[Stored data]
⟨

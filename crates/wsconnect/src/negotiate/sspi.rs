//! SSPI `Negotiate` package (Windows).
//!
//! Credentials come from `AcquireCredentialsHandleW` with no principal and no
//! auth data, which selects the logged-on user. The context is created with
//! one call to `InitializeSecurityContextW`; the output token is allocated by
//! SSPI and copied out before the buffer is freed.

#![allow(unsafe_code)]

use super::{AuthToken, NegotiateProvider};
use crate::error::BoxError;
use std::ffi::c_void;
use std::ptr::{null, null_mut};
use tracing::debug;
use windows_sys::Win32::Foundation::{SEC_E_OK, SEC_I_CONTINUE_NEEDED};
use windows_sys::Win32::Security::Authentication::Identity::{
    AcquireCredentialsHandleW, DeleteSecurityContext, FreeContextBuffer, FreeCredentialsHandle,
    InitializeSecurityContextW, SecBuffer, SecBufferDesc, ISC_REQ_ALLOCATE_MEMORY,
    ISC_REQ_CONNECTION, SECBUFFER_TOKEN, SECBUFFER_VERSION, SECPKG_CRED_OUTBOUND,
    SECURITY_NATIVE_DREP,
};
use windows_sys::Win32::Security::Credentials::SecHandle;

/// SSPI security package name.
const NEGOTIATE_PACKAGE: &str = "Negotiate";

/// Windows SSPI provider using the current logon session.
#[derive(Debug, Default, Clone, Copy)]
pub struct Sspi;

/// Outbound credential handle. Freed on drop.
pub struct CredentialHandle(SecHandle);

impl Drop for CredentialHandle {
    fn drop(&mut self) {
        // SAFETY: the handle was filled by a successful AcquireCredentialsHandleW
        // and is freed only here.
        unsafe {
            FreeCredentialsHandle(&self.0);
        }
    }
}

/// Client security context handle. Deleted on drop.
pub struct ContextHandle(SecHandle);

impl Drop for ContextHandle {
    fn drop(&mut self) {
        // SAFETY: the handle was filled by InitializeSecurityContextW with an
        // accepted status and is deleted only here.
        unsafe {
            DeleteSecurityContext(&self.0);
        }
    }
}

/// Token buffer allocated by SSPI (`ISC_REQ_ALLOCATE_MEMORY`).
struct ContextBuffer(*mut c_void);

impl Drop for ContextBuffer {
    fn drop(&mut self) {
        if !self.0.is_null() {
            // SAFETY: pointer came from SSPI's allocator.
            unsafe {
                FreeContextBuffer(self.0);
            }
        }
    }
}

fn empty_handle() -> SecHandle {
    SecHandle {
        dwLower: 0,
        dwUpper: 0,
    }
}

fn wide(s: &str) -> Vec<u16> {
    s.encode_utf16().chain(std::iter::once(0)).collect()
}

impl NegotiateProvider for Sspi {
    type Credential = CredentialHandle;
    type Context = ContextHandle;

    fn acquire_credentials(&self) -> Result<CredentialHandle, BoxError> {
        let package = wide(NEGOTIATE_PACKAGE);
        let mut handle = empty_handle();
        let mut expiry = 0i64;

        // SAFETY: all pointers are valid for the duration of the call; null
        // principal and auth data select the current logon session.
        let status = unsafe {
            AcquireCredentialsHandleW(
                null(),
                package.as_ptr(),
                SECPKG_CRED_OUTBOUND,
                null(),
                null(),
                None,
                null(),
                &mut handle,
                &mut expiry,
            )
        };
        if status != SEC_E_OK {
            return Err(format!("AcquireCredentialsHandleW failed: 0x{:08x}", status).into());
        }

        debug!("Acquired SSPI credential handle for package {}", NEGOTIATE_PACKAGE);
        Ok(CredentialHandle(handle))
    }

    fn new_client_context(
        &self,
        credential: &CredentialHandle,
        service_principal_name: &str,
    ) -> Result<(ContextHandle, AuthToken), BoxError> {
        let target = wide(service_principal_name);
        let mut context = empty_handle();
        let mut output = SecBuffer {
            cbBuffer: 0,
            BufferType: SECBUFFER_TOKEN,
            pvBuffer: null_mut(),
        };
        let mut output_desc = SecBufferDesc {
            ulVersion: SECBUFFER_VERSION,
            cBuffers: 1,
            pBuffers: &mut output,
        };
        let mut attributes = 0u32;
        let mut expiry = 0i64;

        // SAFETY: credential handle is live for the borrow; output buffers are
        // local and SSPI allocates the token memory.
        let status = unsafe {
            InitializeSecurityContextW(
                &credential.0,
                null(),
                target.as_ptr(),
                ISC_REQ_ALLOCATE_MEMORY | ISC_REQ_CONNECTION,
                0,
                SECURITY_NATIVE_DREP,
                null(),
                0,
                &mut context,
                &mut output_desc,
                &mut attributes,
                &mut expiry,
            )
        };
        let buffer = ContextBuffer(output.pvBuffer);

        if status != SEC_E_OK && status != SEC_I_CONTINUE_NEEDED {
            return Err(format!(
                "InitializeSecurityContextW failed for '{}': 0x{:08x}",
                service_principal_name, status
            )
            .into());
        }
        let context = ContextHandle(context);

        if buffer.0.is_null() || output.cbBuffer == 0 {
            return Err("InitializeSecurityContextW returned no token".into());
        }

        // SAFETY: SSPI reports cbBuffer valid bytes at pvBuffer; they are copied
        // before `buffer` frees them.
        let bytes =
            unsafe { std::slice::from_raw_parts(buffer.0 as *const u8, output.cbBuffer as usize) };
        let token = AuthToken::copy_from_slice(bytes);
        drop(buffer);

        Ok((context, token))
    }
}
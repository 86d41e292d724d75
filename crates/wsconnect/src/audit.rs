//! Audit logging for connection attempts.
//!
//! Logs each attempt's outcome with structured fields via `tracing`.
//! Tokens and header values are never included.

use crate::error::Stage;
use tracing::info;

/// Log a successful upgrade.
pub fn log_established(target: &str, proxy: &str) {
    info!(
        target: "wsconnect::audit",
        target_url = target,
        proxy = proxy,
        decision = "established",
        "websocket connection established"
    );
}

/// Log a failed attempt and the step it failed in.
pub fn log_failed(target: &str, proxy: &str, stage: Stage, reason: &str) {
    info!(
        target: "wsconnect::audit",
        target_url = target,
        proxy = proxy,
        decision = "failed",
        stage = %stage,
        reason = reason,
        "websocket connection failed"
    );
}
//! CLI argument definitions for wsconnect
//!
//! Uses clap for argument parsing.

use clap::Parser;

/// wsconnect - WebSocket through a Negotiate proxy
///
/// Opens a WebSocket to TARGET through an HTTP proxy that requires
/// integrated Windows authentication, using the identity of the current
/// user. Lines read from stdin are sent as text messages; received
/// messages are printed to stdout.
#[derive(Parser, Debug)]
#[command(name = "wsconnect")]
#[command(author, version, about, long_about = None)]
#[command(after_help = "EXAMPLES:
    # Interactive session through the corporate proxy
    wsconnect wss://chat.example.com/socket --proxy http://proxy.corp:8080

    # Send one message and print the first reply
    wsconnect wss://chat.example.com/socket --proxy http://proxy.corp:8080 --send ping --once

    # Proxy taken from the environment
    WSCONNECT_PROXY=http://proxy.corp:8080 wsconnect wss://chat.example.com/socket
")]
pub struct Cli {
    /// WebSocket URL to connect to (ws:// or wss://)
    pub target: String,

    /// HTTP proxy URL (e.g., http://proxy.corp:8080)
    #[arg(long, short = 'p', env = "WSCONNECT_PROXY")]
    pub proxy: String,

    /// Text message to send after connecting (repeatable)
    #[arg(long = "send", value_name = "TEXT")]
    pub send: Vec<String>,

    /// Exit after the first received message instead of reading stdin
    #[arg(long)]
    pub once: bool,

    /// Silent mode - suppress status output on stderr
    #[arg(long, short = 's')]
    pub silent: bool,
}
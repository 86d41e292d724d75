//! wsconnect CLI - WebSocket client for Negotiate-authenticating proxies
//!
//! Connects with the current user's identity, then pumps stdin lines out as
//! text messages and prints whatever the server sends.

mod cli;
mod error;
mod output;
mod session;

use clap::Parser;
use cli::Cli;
use error::Result;
use session::SessionOptions;
use tokio::io::BufReader;
use tracing::{error, info};
use tracing_subscriber::EnvFilter;

fn main() {
    // Logs go to stderr; stdout is reserved for received messages
    tracing_subscriber::fmt()
        .with_env_filter(
            EnvFilter::try_from_default_env().unwrap_or_else(|_| EnvFilter::new("warn")),
        )
        .with_target(false)
        .with_writer(std::io::stderr)
        .init();

    if let Err(e) = run() {
        error!("{}", e);
        eprintln!("wsconnect: {}", e);
        std::process::exit(1);
    }
}

fn run() -> Result<()> {
    let cli = Cli::parse();

    let runtime = tokio::runtime::Builder::new_multi_thread()
        .enable_all()
        .build()?;
    let result = runtime.block_on(session(cli));
    // A pending stdin read would otherwise keep the runtime alive
    runtime.shutdown_background();
    result
}

async fn session(cli: Cli) -> Result<()> {
    let channel = open(&cli.target, &cli.proxy).await?;
    info!("Connected to {} via {}", cli.target, cli.proxy);
    output::print_connected(&cli.target, &cli.proxy, cli.silent);

    let options = SessionOptions {
        send: cli.send,
        once: cli.once,
    };
    let input = BufReader::new(tokio::io::stdin());
    let received = session::pump(channel, input, tokio::io::stdout(), &options).await?;

    output::print_closed(received, cli.silent);
    Ok(())
}

#[cfg(any(windows, all(unix, feature = "gssapi")))]
async fn open(target: &str, proxy: &str) -> Result<wsconnect::Channel> {
    Ok(wsconnect::connect(target, proxy).await?)
}

#[cfg(not(any(windows, all(unix, feature = "gssapi"))))]
async fn open(_target: &str, _proxy: &str) -> Result<wsconnect::Channel> {
    Err(error::CliError::NoProvider)
}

⟩

* _Description of the task_
Return a word-for-word copy of the lines above from the one holding "a Negotiate proxy" through the one holding "#[derive(Parser, Debug)]", with both of them included and nothing besides.

* _Written answer_
/// wsconnect - WebSocket through a Negotiate proxy
///
/// Opens a WebSocket to TARGET through an HTTP proxy that requires
/// integrated Windows authentication, using the identity of the current
/// user. Lines read from stdin are sent as text messages; received
/// messages are printed to stdout.
#[derive(Parser, Debug)]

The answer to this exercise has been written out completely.